◆ Problem description:
Up to and including the line with "pub struct ConnectionConfig", please set down the entries below exactly, starting from the first line.

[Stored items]
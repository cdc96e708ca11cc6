//! [`RpcConnection`]: one RPC engine bound to one connection.
//!
//! The adapter owns a background "driver" task per connection. The flow is:
//!   1. Await the connect future (racing a local close request)
//!   2. Mark the link open → `on_open`
//!   3. Loop: forward inbound frames to the engine, write queued outbound
//!      frames, sweep expired calls on a timer, watch for a local close
//!   4. On any ending: mark the link closed, fail every pending call,
//!      then `on_close`
//!
//! There is no reconnection. Once the driver exits, the adapter is done.

use std::future::Future;
use std::sync::atomic::{AtomicBool, Ordering};
use std::sync::{Arc, Mutex, PoisonError};
use std::time::Duration;

use partyline_rpc::{EngineConfig, FrameSink, RpcEngine};
use tokio::sync::mpsc;
use tokio::task::JoinHandle;
use tokio::time::{Instant, MissedTickBehavior};
#[cfg(feature = "websocket")]
use url::Url;

use crate::{CLOSE_ABNORMAL, CLOSE_NORMAL, CloseInfo, Connection, Incoming, TransportError};

// ---------------------------------------------------------------------------
// Configuration and lifecycle hooks
// ---------------------------------------------------------------------------

/// Configuration for an [`RpcConnection`].
#[derive(Debug, Clone)]
pub struct ConnectionConfig {
    /// Settings for the engine bound to this connection.
    pub engine: EngineConfig,

    /// How often the driver sweeps the pending table for calls that
    /// outlived [`EngineConfig::call_timeout`].
    ///
    /// Default: 1 second.
    pub sweep_interval: Duration,
}

impl Default for ConnectionConfig {
    fn default() -> Self {
        Self {
            engine: EngineConfig::default(),
            sweep_interval: Duration::from_secs(1),
        }
    }
}

/// Receives connection lifecycle events.
///
/// Called from the driver task. For any one connection the order is:
/// at most one `on_open`, any number of `on_error`, exactly one `on_close`.
pub trait ConnectionObserver: Send + Sync + 'static {
    /// The handshake completed; calls can now be delivered.
    fn on_open(&self) {}

    /// The connection is over, whichever side ended it.
    fn on_close(&self, close: &CloseInfo) {
        let _ = close;
    }

    /// A transport-level failure. Always followed by `on_close`.
    fn on_error(&self, error: &TransportError) {
        let _ = error;
    }
}

// ---------------------------------------------------------------------------
// Link: the engine's view of the connection
// ---------------------------------------------------------------------------

/// Implements [`FrameSink`] by queueing frames for the driver task.
struct Link {
    open: AtomicBool,
    outbound: Mutex<Option<mpsc::UnboundedSender<Vec<u8>>>>,
}

impl Link {
    fn shut(&self) {
        self.open.store(false, Ordering::Release);
        self.outbound
            .lock()
            .unwrap_or_else(PoisonError::into_inner)
            .take();
    }
}

impl FrameSink for Link {
    fn send_frame(&self, frame: Vec<u8>) -> bool {
        if !self.is_open() {
            return false;
        }
        self.outbound
            .lock()
            .unwrap_or_else(PoisonError::into_inner)
            .as_ref()
            .is_some_and(|tx| tx.send(frame).is_ok())
    }

    fn is_open(&self) -> bool {
        self.open.load(Ordering::Acquire)
    }
}

/// A request from the handle to the driver task.
enum Command {
    Close { code: u16, reason: String },
}

/// Channel ends the driver consumes, parked until `start` is called.
struct DriverInputs {
    commands: mpsc::UnboundedReceiver<Command>,
    outbound: mpsc::UnboundedReceiver<Vec<u8>>,
}

// ---------------------------------------------------------------------------
// RpcConnection
// ---------------------------------------------------------------------------

/// Binds one [`RpcEngine`] to one duplex connection.
///
/// The engine exists from construction, so handlers can be registered
/// before the connection opens. Until the handshake completes (and after
/// the connection closes) the engine's sink reports closed, and every
/// `call`/`notify` returns without sending.
pub struct RpcConnection {
    engine: Arc<RpcEngine>,
    link: Arc<Link>,
    sweep_interval: Duration,
    commands: mpsc::UnboundedSender<Command>,
    inputs: Mutex<Option<DriverInputs>>,
    task: Mutex<Option<JoinHandle<()>>>,
}

impl RpcConnection {
    /// Creates an idle adapter and its engine.
    pub fn new(config: ConnectionConfig) -> Self {
        let (outbound_tx, outbound_rx) = mpsc::unbounded_channel();
        let (command_tx, command_rx) = mpsc::unbounded_channel();

        let link = Arc::new(Link {
            open: AtomicBool::new(false),
            outbound: Mutex::new(Some(outbound_tx)),
        });
        let engine = Arc::new(RpcEngine::new(
            Arc::clone(&link) as Arc<dyn FrameSink>,
            config.engine,
        ));

        Self {
            engine,
            link,
            sweep_interval: config.sweep_interval,
            commands: command_tx,
            inputs: Mutex::new(Some(DriverInputs {
                commands: command_rx,
                outbound: outbound_rx,
            })),
            task: Mutex::new(None),
        }
    }

    /// The engine bound to this connection.
    pub fn engine(&self) -> &Arc<RpcEngine> {
        &self.engine
    }

    /// Whether the connection is open and frames can be delivered.
    pub fn is_open(&self) -> bool {
        self.link.is_open()
    }

    /// Connects to `location` over WebSocket and starts the driver.
    ///
    /// Returns as soon as the driver is spawned; the outcome of the
    /// handshake is reported through `observer`.
    #[cfg(feature = "websocket")]
    pub fn open(
        &self,
        location: Url,
        observer: Arc<dyn ConnectionObserver>,
    ) -> Result<(), TransportError> {
        tracing::info!(host = location.host_str().unwrap_or_default(), "opening connection");
        self.start(crate::WebSocketConnection::connect(location), observer)
    }

    /// Starts the driver over any [`Connection`]. `connect` resolves to the
    /// connection once its handshake is done.
    ///
    /// # Errors
    /// - [`TransportError::AlreadyStarted`] if this adapter was started before.
    /// - [`TransportError::NoRuntime`] if called outside a Tokio runtime.
    pub fn start<C, F>(
        &self,
        connect: F,
        observer: Arc<dyn ConnectionObserver>,
    ) -> Result<(), TransportError>
    where
        C: Connection,
        F: Future<Output = Result<C, TransportError>> + Send + 'static,
    {
        let runtime = tokio::runtime::Handle::try_current()
            .map_err(|e| TransportError::NoRuntime(e.to_string()))?;

        let inputs = self
            .inputs
            .lock()
            .unwrap_or_else(PoisonError::into_inner)
            .take()
            .ok_or(TransportError::AlreadyStarted)?;

        let driver = Driver {
            engine: Arc::clone(&self.engine),
            link: Arc::clone(&self.link),
            observer,
            sweep_interval: self.sweep_interval,
        };
        let handle = runtime.spawn(driver.run(connect, inputs));
        *self.task.lock().unwrap_or_else(PoisonError::into_inner) = Some(handle);
        Ok(())
    }

    /// Asks the driver to close the connection with `code` and `reason`.
    ///
    /// Works while connecting too: the handshake is abandoned. Returns
    /// `false` if the adapter was never started or has already finished.
    pub fn close(&self, code: u16, reason: &str) -> bool {
        let started = self
            .task
            .lock()
            .unwrap_or_else(PoisonError::into_inner)
            .as_ref()
            .is_some_and(|task| !task.is_finished());
        if !started {
            return false;
        }
        self.link.open.store(false, Ordering::Release);
        self.commands
            .send(Command::Close {
                code,
                reason: reason.to_owned(),
            })
            .is_ok()
    }
}

impl Drop for RpcConnection {
    fn drop(&mut self) {
        // Drop is synchronous, so the driver cannot be asked to close
        // gracefully; abort it and sweep what it would have swept.
        if let Some(task) = self
            .task
            .get_mut()
            .unwrap_or_else(PoisonError::into_inner)
            .take()
        {
            task.abort();
        }
        self.link.shut();
        self.engine.fail_all_pending();
    }
}

impl std::fmt::Debug for RpcConnection {
    fn fmt(&self, f: &mut std::fmt::Formatter<'_>) -> std::fmt::Result {
        f.debug_struct("RpcConnection")
            .field("open", &self.is_open())
            .field("engine", &self.engine)
            .finish()
    }
}

// ---------------------------------------------------------------------------
// Driver task
// ---------------------------------------------------------------------------

struct Driver {
    engine: Arc<RpcEngine>,
    link: Arc<Link>,
    observer: Arc<dyn ConnectionObserver>,
    sweep_interval: Duration,
}

impl Driver {
    async fn run<C, F>(self, connect: F, mut inputs: DriverInputs)
    where
        C: Connection,
        F: Future<Output = Result<C, TransportError>> + Send + 'static,
    {
        // --- Step 1: Handshake, unless closed first ---
        let conn = tokio::select! {
            result = connect => match result {
                Ok(conn) => conn,
                Err(e) => {
                    tracing::warn!(error = %e, "connect failed");
                    self.observer.on_error(&e);
                    self.finish(CloseInfo::remote(CLOSE_ABNORMAL, e.to_string()));
                    return;
                }
            },
            cmd = inputs.commands.recv() => {
                let close = match cmd {
                    Some(Command::Close { code, reason }) => CloseInfo::local(code, reason),
                    None => CloseInfo::local(CLOSE_NORMAL, "client dropped"),
                };
                tracing::debug!("closed before handshake completed");
                self.finish(close);
                return;
            }
        };

        let conn_id = conn.id();
        self.link.open.store(true, Ordering::Release);
        tracing::info!(%conn_id, "connection open");
        self.observer.on_open();

        // --- Step 2: Frame loop ---
        let mut sweep = tokio::time::interval(self.sweep_interval);
        sweep.set_missed_tick_behavior(MissedTickBehavior::Skip);

        let close = loop {
            tokio::select! {
                incoming = conn.recv() => match incoming {
                    Ok(Incoming::Frame(data)) => {
                        tracing::trace!(%conn_id, len = data.len(), "frame received");
                        self.engine.on_frame_received(&data);
                    }
                    Ok(Incoming::Closed(close)) => {
                        tracing::debug!(%conn_id, code = close.code, "closed by peer");
                        break close;
                    }
                    Err(e) => {
                        tracing::debug!(%conn_id, error = %e, "recv error");
                        self.observer.on_error(&e);
                        break CloseInfo::remote(CLOSE_ABNORMAL, e.to_string());
                    }
                },

                Some(frame) = inputs.outbound.recv() => {
                    if let Err(e) = conn.send(&frame).await {
                        tracing::debug!(%conn_id, error = %e, "send error");
                        self.observer.on_error(&e);
                        break CloseInfo::remote(CLOSE_ABNORMAL, e.to_string());
                    }
                }

                cmd = inputs.commands.recv() => {
                    let (code, reason) = match cmd {
                        Some(Command::Close { code, reason }) => (code, reason),
                        None => (CLOSE_NORMAL, "client dropped".to_owned()),
                    };
                    // Frames queued before the close still go out.
                    while let Ok(frame) = inputs.outbound.try_recv() {
                        if conn.send(&frame).await.is_err() {
                            break;
                        }
                    }
                    if let Err(e) = conn.close(code, &reason).await {
                        tracing::debug!(%conn_id, error = %e, "close handshake failed");
                    }
                    break CloseInfo::local(code, reason);
                }

                _ = sweep.tick() => {
                    let expired = self.engine.expire_stale(Instant::now());
                    if expired > 0 {
                        tracing::debug!(%conn_id, expired, "expired stale calls");
                    }
                }
            }
        };

        // --- Step 3: Teardown ---
        self.finish(close);
    }

    fn finish(&self, close: CloseInfo) {
        self.link.shut();
        self.engine.fail_all_pending();
        tracing::info!(
            code = close.code,
            reason = %close.reason,
            remote = close.remote,
            "connection closed"
        );
        self.observer.on_close(&close);
    }
}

◆ Reply to the task:
repository cdc96e708ca11cc6
//! [`RpcConnection`]: one RPC engine bound to one connection.
//!
//! The adapter owns a background "driver" task per connection. The flow is:
//!   1. Await the connect future (racing a local close request)
//!   2. Mark the link open → `on_open`
//!   3. Loop: forward inbound frames to the engine, write queued outbound
//!      frames, sweep expired calls on a timer, watch for a local close
//!   4. On any ending: mark the link closed, fail every pending call,
//!      then `on_close`
//!
//! There is no reconnection. Once the driver exits, the adapter is done.

use std::future::Future;
use std::sync::atomic::{AtomicBool, Ordering};
use std::sync::{Arc, Mutex, PoisonError};
use std::time::Duration;

use partyline_rpc::{EngineConfig, FrameSink, RpcEngine};
use tokio::sync::mpsc;
use tokio::task::JoinHandle;
use tokio::time::{Instant, MissedTickBehavior};
#[cfg(feature = "websocket")]
use url::Url;

use crate::{CLOSE_ABNORMAL, CLOSE_NORMAL, CloseInfo, Connection, Incoming, TransportError};

// ---------------------------------------------------------------------------
// Configuration and lifecycle hooks
// ---------------------------------------------------------------------------

/// Configuration for an [`RpcConnection`].
#[derive(Debug, Clone)]
pub struct ConnectionConfig {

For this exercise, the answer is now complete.